Sometimes the first step is keeping your ear to the ground. I was fortunate at Vanderbilt to hear about interest in starting up a public outreach day for microbiology called MegaMicrobe. After talking with the faculty organizer, I learned that I could take a leadership role in helping this event get off the ground. I am corresponding with public school administration, reaching out to our Center for Science Outreach, and putting together activities to showcase on the event day. All of these tasks can be done outside of my research time and the event itself will be held on a Saturday. Not only am I learning a lot about the metro area public school system, but I am also figuring out how I can create other microbiology outreach programs to supplement the MegaMicrobe event throughout the rest of the year. While MegaMicrobe focuses exclusively on microbiology outreach, an outreach event like this could be organized for pretty much any topic of interest.
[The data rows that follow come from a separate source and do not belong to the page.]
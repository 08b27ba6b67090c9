// Transport contract and shared HTTP client configuration.
//
// A `TransportFactory` opens sessions against a controller; a `Session`
// executes operation requests and hands back the raw response node. The
// HTTP and in-memory transports both implement this pair, and the core
// client only ever sees the traits.

use std::fmt;
use std::path::PathBuf;
use std::time::Duration;

use secrecy::SecretString;

use crate::error::Error;
use crate::model::ModelNode;
use crate::operation::OperationRequest;

// ── Contract ────────────────────────────────────────────────────────

/// Everything a transport needs to open a session.
#[derive(Clone, Copy)]
pub struct ConnectParams<'a> {
    pub host: &'a str,
    pub port: u16,
    /// `None` means a local, unauthenticated connection.
    pub username: Option<&'a str>,
    pub password: Option<&'a SecretString>,
}

impl fmt::Debug for ConnectParams<'_> {
    fn fmt(&self, f: &mut fmt::Formatter<'_>) -> fmt::Result {
        f.debug_struct("ConnectParams")
            .field("host", &self.host)
            .field("port", &self.port)
            .field("username", &self.username)
            .field("password", &self.password.map(|_| "***"))
            .finish()
    }
}

/// Opens sessions against a management controller.
pub trait TransportFactory: Send + Sync {
    fn connect(&self, params: &ConnectParams<'_>) -> Result<Box<dyn Session>, Error>;
}

/// A live connection owned by exactly one client.
pub trait Session: Send {
    /// Submit an operation and return the raw response node. A failed
    /// operation is still `Ok`: the failure lives inside the node.
    fn execute(&mut self, request: &OperationRequest) -> Result<ModelNode, Error>;

    /// Release the connection. Calling it twice is harmless.
    fn disconnect(&mut self);
}

// ── HTTP client configuration ───────────────────────────────────────

/// TLS verification mode for the HTTP transport.
#[derive(Debug, Clone, Default, PartialEq, Eq)]
pub enum TlsMode {
    /// Plain `http://`. The management interface listens without TLS by default.
    #[default]
    Disabled,
    /// `https://` verified against the system certificate store.
    System,
    /// `https://` verified against a custom CA certificate (PEM).
    CustomCa(PathBuf),
    /// `https://` accepting any certificate (self-signed controllers).
    DangerAcceptInvalid,
}

impl TlsMode {
    pub fn scheme(&self) -> &'static str {
        match self {
            Self::Disabled => "http",
            _ => "https",
        }
    }
}

#[derive(Debug, Clone)]
pub struct TransportConfig {
    pub tls: TlsMode,
    pub timeout: Duration,
}

impl Default for TransportConfig {
    fn default() -> Self {
        Self {
            tls: TlsMode::Disabled,
            timeout: Duration::from_secs(30),
        }
    }
}

impl TransportConfig {
    /// Build a blocking `reqwest` client from this config.
    pub fn build_client(&self) -> Result<reqwest::blocking::Client, Error> {
        let mut builder = reqwest::blocking::Client::builder()
            .timeout(self.timeout)
            .user_agent(concat!("jbctl/", env!("CARGO_PKG_VERSION")));

        match &self.tls {
            TlsMode::Disabled | TlsMode::System => {}
            TlsMode::CustomCa(path) => {
                let cert_pem = std::fs::read(path)
                    .map_err(|e| Error::Tls(format!("failed to read CA cert: {e}")))?;
                let cert = reqwest::Certificate::from_pem(&cert_pem)
                    .map_err(|e| Error::Tls(format!("invalid CA cert: {e}")))?;
                builder = builder.add_root_certificate(cert);
            }
            TlsMode::DangerAcceptInvalid => {
                builder = builder.danger_accept_invalid_certs(true);
            }
        }

        builder
            .build()
            .map_err(|e| Error::Tls(format!("failed to build HTTP client: {e}")))
    }
}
Another path to outreach is establishing a curriculum or program that closely resembles your lab’s research projects. My lab hosts a science outreach program called the Wolbachia Project, aimed to bring real-world scientific research into middle and high schools through inquiry, discovery, and biotechnology. By undertaking this project, students can research a real-world problem and generate novel data on the insect endosymbiont, Wolbachia pipientis. I’ve had the pleasure of going to local high schools and introducing Wolbachia to students so they may work on the Wolbachia Project as a group during the school year. An added benefit is that I’m promoting the lab’s research so it has more benefit beyond personal development, which helps if you have to convince your principal investigator or advisor of the time commitment.
Well, lucky you Teddy, how else can I get experience?
At its core, public outreach is communicating with the local community. A friend of mine, Amber Beckett, is doing just that. On her own, she wrote a children’s microbe book titled Microbes in the Fridge which familiarizes children with microbial concepts such as food contamination and antibiotics through entertaining rhyme. She is currently selling it on Amazon and hopes to turn it into a series of stories with a simple language and message to teach the public about concepts such as: antibiotic resistance, the microbiome, or infectious disease. This is such a simple idea, but it could make a large impact towards science outreach. I’m hoping to work with her on the possibility of adding activities that will turn her stories into different curricula that can be given as a resource to teachers. Sometimes all it takes to do science outreach is share a cool story, idea, animation, or activity with the public.
Thanks for reading, next month I’ll talk a little about my experiences making the most out of a conference.
And so, it’s poem time:
Science must engage the public and receive their trust,
Without public support, our funding goes bust.
We need to be leaders to teach them our science,
An informed public makes for a lasting alliance.